Pages

Friday, April 8, 2011

Finding Her Rhythm

This week's Red Writing Hood prompt was: Someone has stolen something from you (or your character). Something of tremendous value. What will you do to get it back? Or will you give up?

I introduced Greta in
The Godmother, and I thought of her when I read the prompt. This week I experimented with a twenty minute time limit for the piece. I don't know if that's a reasonable goal for me, because I didn't have time to edit, so I don't think the tone of the two pieces is really consistent. As always, I welcome concrit!


Through the door connecting her bathroom to her bedroom, Greta’s eyes compulsively landed on the nightstand. Even with the drawer closed, she could see the pink and white thermometer nestled next to the little calendar, temperatures written in red ink, trying to find some sort of pattern in the numbers.

She had purchased the thermometer with the hopes and prayers of a bride wishing to become a mother, and she had been shocked at the ease with which she fell into the habit of sliding the plastic under her tongue, still half asleep, recording numbers that soon became predictable.


Finally the month came when she didn’t need to record temperatures anymore, when the test was positive, when her prayers were answered.

But then there was the dull ache that became a sharp pain before becoming the cramps that brought her to her knees in the steamy water of the shower that washed more than water and blood down the drain.

Now, her divorce was finalized, her annulment papers meandering their way through some ancient hierarchy at the Vatican, and there was no reason Greta needed to record her temperature every morning.

Her doctor emphasized that it could take time for her body to find its normal again, but Greta had been encouraged by stories of women who slid effortlessly back into their menstrual patterns. Her miscarriage had ravaged her marriage and her faith and her dreams, and she desperately needed to feel like her fertility hadn’t been stolen as well.

Seven months later, she couldn’t yet see a pattern, a thermal shift, or any sign of normalcy returning to the little calendar in her drawer.

Tearing her eyes away from the drawer and her thoughts away from the worries that her fertility might be another casualty of the miscarriage, Greta left the bathroom. Her new running shoes were next to the front door, still smelling more like rubber than sweat. Quickly, she pulled the laces snug and slid her earbuds into her ears.

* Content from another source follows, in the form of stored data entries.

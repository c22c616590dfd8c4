//! Staged evaluator cascade with bounded parallelism.
//!
//! Stages run on the blocking pool, gated by a semaphore sized to
//! `max_parallel` and dispatched in ascending timeout order so cheap
//! checks surface early. Each stage runs under its own timeout; with
//! `cancel_on_fail` the first failing stage cancels its siblings at
//! their next cooperative point and their results are omitted.

pub mod evaluators;

pub use evaluators::{LintsEvaluator, PerfEvaluator, TestsEvaluator, build_evaluators};

use std::collections::HashMap;
use std::path::{Path, PathBuf};
use std::sync::Arc;
use std::time::Duration;

use serde::{Deserialize, Serialize};
use tokio::sync::Semaphore;
use tokio::task::JoinSet;
use tokio_util::sync::CancellationToken;
use tracing::{debug, warn};

use crate::store::CandidateRecord;

/// Outcome of a single cascade stage.
#[derive(Debug, Clone, PartialEq, Serialize, Deserialize)]
pub struct StageResult {
    /// Metric value reported by the stage.
    pub value: f64,
    /// Whether the stage passed.
    pub passed: bool,
    /// Wall cost in milliseconds.
    pub cost_ms: u64,
    /// Failure description, when the stage did not pass cleanly.
    pub error: Option<String>,
}

impl StageResult {
    /// A zero-cost failed result carrying an error message.
    #[must_use]
    pub fn failed(error: impl Into<String>) -> Self {
        Self {
            value: 0.0,
            passed: false,
            cost_ms: 0,
            error: Some(error.into()),
        }
    }
}

/// A single evaluation stage.
///
/// `evaluate` is a pure synchronous function hosted on the blocking
/// pool; it must not assume it runs on the orchestrator thread.
pub trait Evaluator: Send + Sync {
    /// Stage name; doubles as the metric name in evaluation records.
    fn name(&self) -> &str;

    /// Per-stage timeout.
    fn timeout(&self) -> Duration {
        Duration::from_secs(30)
    }

    /// Executes the stage for `candidate` within `workdir`.
    fn evaluate(&self, workdir: &Path, candidate: &CandidateRecord) -> StageResult;
}

/// Runs all evaluators against one candidate.
///
/// Returns one entry per completed stage. When `cancel_on_fail` is
/// false the map always contains every evaluator; otherwise stages
/// still running at the first failure are omitted. A stage that panics
/// is converted to a failed result and never terminates the cascade.
pub async fn run_cascade(
    workdir: &Path,
    candidate: &CandidateRecord,
    evaluators: &[Arc<dyn Evaluator>],
    max_parallel: usize,
    cancel_on_fail: bool,
) -> HashMap<String, StageResult> {
    if evaluators.is_empty() {
        return HashMap::new();
    }

    let semaphore = Arc::new(Semaphore::new(max_parallel.max(1)));
    let token = CancellationToken::new();
    let workdir: Arc<PathBuf> = Arc::new(workdir.to_path_buf());
    let candidate = Arc::new(candidate.clone());

    // Cheap checks first: dispatch in ascending timeout order.
    let mut sorted: Vec<Arc<dyn Evaluator>> = evaluators.to_vec();
    sorted.sort_by_key(|ev| ev.timeout());

    let mut tasks: JoinSet<Option<(String, StageResult)>> = JoinSet::new();
    for evaluator in sorted {
        let semaphore = Arc::clone(&semaphore);
        let token = token.child_token();
        let workdir = Arc::clone(&workdir);
        let candidate = Arc::clone(&candidate);

        tasks.spawn(async move {
            let Ok(_permit) = semaphore.acquire_owned().await else {
                return None;
            };
            if token.is_cancelled() {
                return None;
            }

            let name = evaluator.name().to_string();
            let timeout = evaluator.timeout();
            let work =
                tokio::task::spawn_blocking(move || evaluator.evaluate(&workdir, &candidate));

            tokio::select! {
                () = token.cancelled() => {
                    debug!(stage = %name, "stage cancelled");
                    None
                }
                outcome = tokio::time::timeout(timeout, work) => {
                    let result = match outcome {
                        // Timeout: record the budgeted cost and let the
                        // blocking worker wind down on its own.
                        Err(_) => StageResult {
                            value: 0.0,
                            passed: false,
                            cost_ms: u64::try_from(timeout.as_millis()).unwrap_or(u64::MAX),
                            error: Some("timeout".to_string()),
                        },
                        // Stage panicked; isolate it as a failed result.
                        Ok(Err(join_err)) => StageResult::failed(join_err.to_string()),
                        Ok(Ok(result)) => result,
                    };
                    Some((name, result))
                }
            }
        });
    }

    let mut results = HashMap::new();
    while let Some(joined) = tasks.join_next().await {
        match joined {
            Ok(Some((name, result))) => {
                let failed = !result.passed;
                results.insert(name, result);
                if cancel_on_fail && failed {
                    token.cancel();
                    break;
                }
            }
            Ok(None) => {}
            Err(join_err) => {
                warn!(error = %join_err, "cascade task join failed");
            }
        }
    }
    // Dropping the set aborts still-pending tasks; their blocking
    // workers terminate best-effort.
    results
}
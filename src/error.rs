//! Error types for the evolution engine.
//!
//! Each domain carries its own `thiserror` enum so callers can match on
//! the failure class; `anyhow` is reserved for the binary boundary.

use std::path::PathBuf;

use thiserror::Error;

/// Errors raised while parsing or applying SEARCH/REPLACE hunks.
#[derive(Debug, Error)]
pub enum DiffError {
    /// The diff text was empty after fence stripping.
    #[error("empty diff text")]
    Empty,

    /// The diff text did not contain any SEARCH/REPLACE hunks.
    #[error("diff text does not match SEARCH/REPLACE format")]
    Malformed,

    /// A hunk's search segment was absent from the source.
    #[error("search segment not found in source")]
    SearchNotFound,
}

/// Errors raised while decoding or applying a candidate patch.
#[derive(Debug, Error)]
pub enum PatchError {
    /// The target file could not be read.
    #[error("failed to read {path}: {source}")]
    Io {
        /// Path that failed to read.
        path: PathBuf,
        /// Underlying I/O error.
        source: std::io::Error,
    },

    /// A structured payload was valid JSON but not a list of operations.
    #[error("structured diff must be a list of operations")]
    NotAnOperationList,

    /// An operation named a block that does not exist in the file.
    #[error("block {0} not found in file")]
    BlockNotFound(String),

    /// A block-scoped operation's search text did not match.
    #[error("search text not found in block {0}")]
    SearchNotFoundInBlock(String),

    /// A whole-file operation's search text did not match.
    #[error("search text not present in file")]
    SearchNotFoundInFile,

    /// An operation without a block name was submitted in block scope.
    #[error("whole-file edit attempted in block scope")]
    WholeFileEditInBlockScope,

    /// A unified-diff hunk header could not be parsed.
    #[error("malformed hunk header: {0}")]
    MalformedHunk(String),

    /// A SEARCH/REPLACE hunk matched no mutable region in block scope.
    #[error(transparent)]
    Diff(#[from] DiffError),
}

/// Errors raised by the persistence store.
#[derive(Debug, Error)]
pub enum StoreError {
    /// SQLite-level failure.
    #[error("sqlite failure: {0}")]
    Sqlite(#[from] rusqlite::Error),

    /// The database directory could not be created.
    #[error("failed to prepare database path: {0}")]
    Io(#[from] std::io::Error),

    /// Run configuration could not be (de)serialized.
    #[error("config serialization failed: {0}")]
    Config(#[from] serde_json::Error),

    /// The store mutex was poisoned by a panicking writer.
    #[error("store mutex poisoned")]
    Poisoned,
}

/// Errors raised while loading run configuration.
#[derive(Debug, Error)]
pub enum ConfigError {
    /// The configuration file could not be read.
    #[error("failed to read configuration: {0}")]
    Io(#[from] std::io::Error),

    /// The TOML payload was invalid.
    #[error("invalid configuration: {0}")]
    Toml(#[from] toml::de::Error),

    /// The stored JSON payload was invalid.
    #[error("invalid stored configuration: {0}")]
    Json(#[from] serde_json::Error),
}

/// Errors raised by LLM oracle implementations.
#[derive(Debug, Error)]
pub enum LlmError {
    /// No API key was available from configuration or environment.
    #[error("no API key configured (set OPENAI_API_KEY)")]
    ApiKeyMissing,

    /// The request failed after exhausting retries.
    #[error("LLM request failed: {message}")]
    Request {
        /// Description of the terminal failure.
        message: String,
    },

    /// The provider answered but produced no usable candidates.
    #[error("no valid diff candidates returned by model")]
    NoCandidates,

    /// The provider response did not have the expected shape.
    #[error("invalid LLM response: {message}")]
    InvalidResponse {
        /// What was wrong with the response.
        message: String,
    },
}

/// Errors that abort an engine run.
#[derive(Debug, Error)]
pub enum EngineError {
    /// The run configuration was unusable before the first generation.
    #[error("configuration error: {0}")]
    Config(String),

    /// The persistence store failed; partial state may remain.
    #[error(transparent)]
    Store(#[from] StoreError),

    /// Artifact directory or event log I/O failed.
    #[error("run artifact I/O failed: {0}")]
    Io(#[from] std::io::Error),
}

/// Errors raised by the single-block controller.
#[derive(Debug, Error)]
pub enum ControllerError {
    /// The target program contains no mutable regions.
    #[error("no EVOLVE blocks found in program")]
    NoBlocks,

    /// No candidate improved on the baseline and the caller required one.
    #[error("no candidate diff produced an improved program")]
    NoImprovement,

    /// The task evaluation function failed on the baseline program.
    #[error("baseline evaluation failed: {0}")]
    BaselineEvaluation(String),

    /// The target program could not be read or written.
    #[error(transparent)]
    Io(#[from] std::io::Error),

    /// The LLM oracle failed terminally.
    #[error(transparent)]
    Llm(#[from] LlmError),
}
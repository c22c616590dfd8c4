//! Generation driver: orchestrates one evolution run.
//!
//! A single orchestrator task drives generation-at-a-time. LLM calls
//! are blocking callables hosted on the runtime's blocking pool so the
//! orchestrator never waits on network I/O directly; the store
//! serializes writes behind its own mutex; the target file is mutated
//! serially and restored to the generation baseline after every slot.

use std::collections::HashMap;
use std::io::Write as _;
use std::path::PathBuf;
use std::sync::Arc;
use std::time::{SystemTime, UNIX_EPOCH};

use rand::SeedableRng;
use rand::rngs::StdRng;
use rand::seq::SliceRandom;
use serde::Serialize;
use tracing::{debug, info, warn};
use uuid::Uuid;

use crate::archive::Archive;
use crate::cascade::{build_evaluators, run_cascade};
use crate::config::RunConfig;
use crate::error::EngineError;
use crate::llm::LlmCallFn;
use crate::meta_prompt::{evolve_meta_prompts, seed_meta_prompts, select_meta_prompts};
use crate::patch::{EditScope, apply_patch, write_if_changed};
use crate::sampler::{PromptParams, build_run_prompt};
use crate::store::{CandidateRecord, ProgramStore};

/// One generation summary appended to `logs.jsonl`.
#[derive(Debug, Serialize)]
struct GenerationEvent<'a> {
    generation: u32,
    candidates: Vec<&'a Vec<String>>,
    parents: &'a [String],
    archive_size: usize,
    timestamp: f64,
}

/// Runs the evolutionary search loop for `run_id`.
///
/// `llm_call` maps an assembled prompt to raw patch text; it is invoked
/// on the blocking pool, and a failing call aborts only its slot.
/// Resumption is automatic: the first generation executed is one past
/// the highest generation already recorded for the run.
///
/// # Errors
///
/// Returns [`EngineError`] for configuration problems detected before
/// the first generation, and for store or artifact I/O failures, which
/// abort the run.
#[allow(clippy::too_many_lines)]
pub async fn evolve(
    run_id: &str,
    cfg: &RunConfig,
    llm_call: Arc<LlmCallFn>,
) -> Result<(), EngineError> {
    let store = ProgramStore::open(&cfg.db_path)?;
    store.upsert_run(run_id, cfg)?;
    seed_meta_prompts(&store)?;

    let mut rng = StdRng::seed_from_u64(cfg.seed.unwrap_or_else(rand::random));

    if cfg.task.target_file.is_empty() {
        return Err(EngineError::Config(
            "task.target_file must be specified".to_string(),
        ));
    }
    let workdir = cfg.workdir.clone();
    let target_path: PathBuf = workdir.join(&cfg.task.target_file);
    if !target_path.is_file() {
        return Err(EngineError::Config(format!(
            "target file not found: {}",
            target_path.display()
        )));
    }

    let scope = cfg.evolution.scope;
    let mut archive = Archive::new(
        cfg.archive.capacity,
        cfg.metrics.clone(),
        cfg.archive.k_novelty,
    );

    let run_dir = cfg.artifacts_root.join(run_id);
    std::fs::create_dir_all(&run_dir)?;
    let mut event_log = std::fs::OpenOptions::new()
        .create(true)
        .append(true)
        .open(run_dir.join("logs.jsonl"))?;

    let block_ranges: Vec<(usize, usize)> = match &cfg.task.evolve_blocks {
        Some(ranges) => ranges.clone(),
        None => {
            let source = std::fs::read_to_string(&target_path)?;
            crate::blocks::extract_blocks(&source)
                .iter()
                .map(|b| (b.start_line, b.end_line))
                .collect()
        }
    };

    let start_generation = store.max_generation(run_id)?.map_or(0, |g| g + 1);
    if start_generation > 0 {
        // Resume: rebuild the archive's working set from persistence so
        // the first resumed generation has parents to sample.
        let all_cands = store.get_candidates_by_run(run_id, None)?;
        let ids: Vec<String> = all_cands.iter().map(|c| c.cand_id.clone()).collect();
        let evals = store.get_candidate_evals(&ids)?;
        archive.update(&all_cands, &evals, Some(start_generation.saturating_sub(1)));
        info!(
            start_generation,
            archive_size = archive.len(),
            "resuming run"
        );
    }

    let evaluators = build_evaluators(&cfg.cascade.evaluators);

    for generation in start_generation..cfg.generations {
        let gen_dir = run_dir.join(format!("gen_{generation:03}"));
        std::fs::create_dir_all(&gen_dir)?;

        let mut meta_prompts = select_meta_prompts(
            &store,
            cfg.meta_prompt.selection_top_k.max(1),
            &mut rng,
        )?;
        meta_prompts.shuffle(&mut rng);
        let mut contributions: HashMap<String, Vec<String>> = HashMap::new();

        let parents = archive.sample_mixture(
            cfg.selection.elite,
            cfg.selection.novel,
            cfg.selection.young,
        );

        for slot in 0..cfg.population_size {
            let meta = &meta_prompts[slot % meta_prompts.len()];
            let prompt = build_run_prompt(
                &store,
                &PromptParams {
                    run_id,
                    task_desc: &cfg.task.description,
                    target_file: &cfg.task.target_file,
                    evolve_blocks: &block_ranges,
                    metrics: &cfg.metrics,
                    sampler: &cfg.sampler,
                    meta_prompt_template: &meta.template,
                },
            )?;
            std::fs::write(gen_dir.join(format!("candidate_{slot:02}_prompt.txt")), &prompt)?;

            if cfg.dry_run {
                continue;
            }

            // The blocking LLM call is hosted off the orchestrator; a
            // failure abandons only this slot.
            let patch_text = {
                let llm_call = Arc::clone(&llm_call);
                match tokio::task::spawn_blocking(move || llm_call(&prompt)).await {
                    Ok(Ok(text)) => text,
                    Ok(Err(err)) => {
                        warn!(generation, slot, error = %err, "LLM call failed; skipping slot");
                        continue;
                    }
                    Err(join_err) => {
                        warn!(generation, slot, error = %join_err, "LLM worker failed; skipping slot");
                        continue;
                    }
                }
            };

            let cand_id = Uuid::new_v4().to_string();
            let before_source = std::fs::read_to_string(&target_path)?;
            let mut candidate = CandidateRecord {
                cand_id: cand_id.clone(),
                run_id: run_id.to_string(),
                parent_ids: parents.clone(),
                meta_prompt_id: Some(meta.meta_prompt_id.clone()),
                filepath: cfg.task.target_file.clone(),
                patch: patch_text.clone(),
                code_snapshot: before_source.clone(),
                generation,
                novelty: 0.0,
                age: 0,
                error: None,
            };

            let new_source = match apply_patch(&target_path, &patch_text, scope) {
                Ok(new_source) => new_source,
                Err(err) => {
                    debug!(generation, slot, error = %err, "patch failed to apply");
                    candidate.error = Some(err.to_string());
                    store.insert_candidate(&candidate)?;
                    continue;
                }
            };

            write_if_changed(&target_path, &new_source)?;
            candidate.code_snapshot = new_source;
            store.insert_candidate(&candidate)?;
            contributions
                .entry(meta.meta_prompt_id.clone())
                .or_default()
                .push(cand_id.clone());

            if !evaluators.is_empty() {
                let results = run_cascade(
                    &workdir,
                    &candidate,
                    &evaluators,
                    cfg.cascade.max_parallel,
                    cfg.cascade.cancel_on_fail,
                )
                .await;
                store.insert_evaluations(&cand_id, &results)?;

                if scope == EditScope::WholeFile
                    && cfg.evolution.apply_safe_revert
                    && results.values().any(|r| !r.passed)
                {
                    write_if_changed(&target_path, &before_source)?;
                }
            }

            // Each candidate is evaluated in isolation against the
            // generation baseline.
            write_if_changed(&target_path, &before_source)?;
        }

        let all_cands = store.get_candidates_by_run(run_id, None)?;
        let ids: Vec<String> = all_cands.iter().map(|c| c.cand_id.clone()).collect();
        let evals = store.get_candidate_evals(&ids)?;
        archive.update(&all_cands, &evals, Some(generation));

        for entry in archive.iter() {
            if let Some(mut stored) = store.get_candidate(&entry.cand_id)? {
                stored.novelty = entry.novelty;
                stored.age = entry.age;
                store.insert_candidate(&stored)?;
            }
        }

        evolve_meta_prompts(&store, &contributions)?;

        let event = GenerationEvent {
            generation,
            candidates: contributions.values().collect(),
            parents: &parents,
            archive_size: archive.len(),
            timestamp: SystemTime::now()
                .duration_since(UNIX_EPOCH)
                .map(|d| d.as_secs_f64())
                .unwrap_or_default(),
        };
        writeln!(
            event_log,
            "{}",
            serde_json::to_string(&event).map_err(crate::error::StoreError::Config)?
        )?;
        info!(
            generation,
            produced = contributions.values().map(Vec::len).sum::<usize>(),
            archive_size = archive.len(),
            "generation complete"
        );
    }

    if cfg.dry_run {
        info!(run_id, "dry run completed");
    }
    Ok(())
}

She ran with music that was too loud, unsafe in a city of fast drivers, and she would have been slightly embarrassed if anyone saw the selection of sugary pop and thudding hip hop that accompanied her on her runs.

Greta welcomed the jolting impact of her feet striking the ground, finding a rhythmic pattern that was comfortable and reassuring. Sweat began to build along her hairline as her muscles warmed up, her stride lengthening while she kept the rhythm of the bass, her legs pistons propelling her body forward. Music flooded her senses, numbing her thoughts to anything but her breathing.

One day, maybe, she would run without music. One day, maybe, she would shower without clenching her teeth. One day, maybe, she would rediscover her dreams of becoming a mother. One day, maybe, she would find comfort in the temperatures recorded on that little calendar.

Today, though, she had to believe her body could do something, anything. So today she ran.

12 comments:

  1. This was so vivid and captured the emotional wreckage a miscarriage can leave behind so, so well . The last two lines? Perfect. I love this piece.

    ReplyDelete
  2. Oh...so many emotions, so many I identify with and others I don't, but could feel them, was running with you, temping with you. This was such a great piece.

    ReplyDelete
  3. I just love this, I really do. The time limit did not work to the detriment of the story one bit. You conveyed the emotions and frustrations so well.

    ReplyDelete
  4. Oh, I liked this piece! Especially the running shoes...smelling like rubber instead of sweat...I never thought of that smell or description, but you nailed it.

    ReplyDelete
  5. What a well written powerful piece! I am so sad for this woman. And as a runner, I can relate immensely. I use running often for therapy.

    ReplyDelete
  6. Oh, I loved this. I mean, I was so touched by it. I really loved it. I remember your other piece, and this one truly touched me more, in such a different way. So fantastic and I hope we get to see a lot more of Greta [I totally typo-d "great" for a second there!] and watch her develop her strength and continue to grow. This was beautifully written. Thank you for sharing it with us.

    ReplyDelete
  7. Oh thank you! I am interested to see where her story goes, too! Since she popped into my head for the first piece, I don't really have a well thought out plan for her yet...

    ReplyDelete
  8. I am sad for her, too. Running is theraputic for me as well, so I can relate to her (and you!) in that regard!

    ReplyDelete
  9. I love that new smell of running shoes. It's kind of like the inside of a new book for me!

    ReplyDelete
  10. Thank you so much :) I think I am going to try to work with these prompts within 30 minutes from now on and do the editing when I start pulling the pieces together.

    ReplyDelete
  11. Thank you so much. That feeling of being betrayed by your own body is such a strange emotion.

    ReplyDelete
  12. Thanks Kir! I had my own love/hate relationship with that little thermometer as well.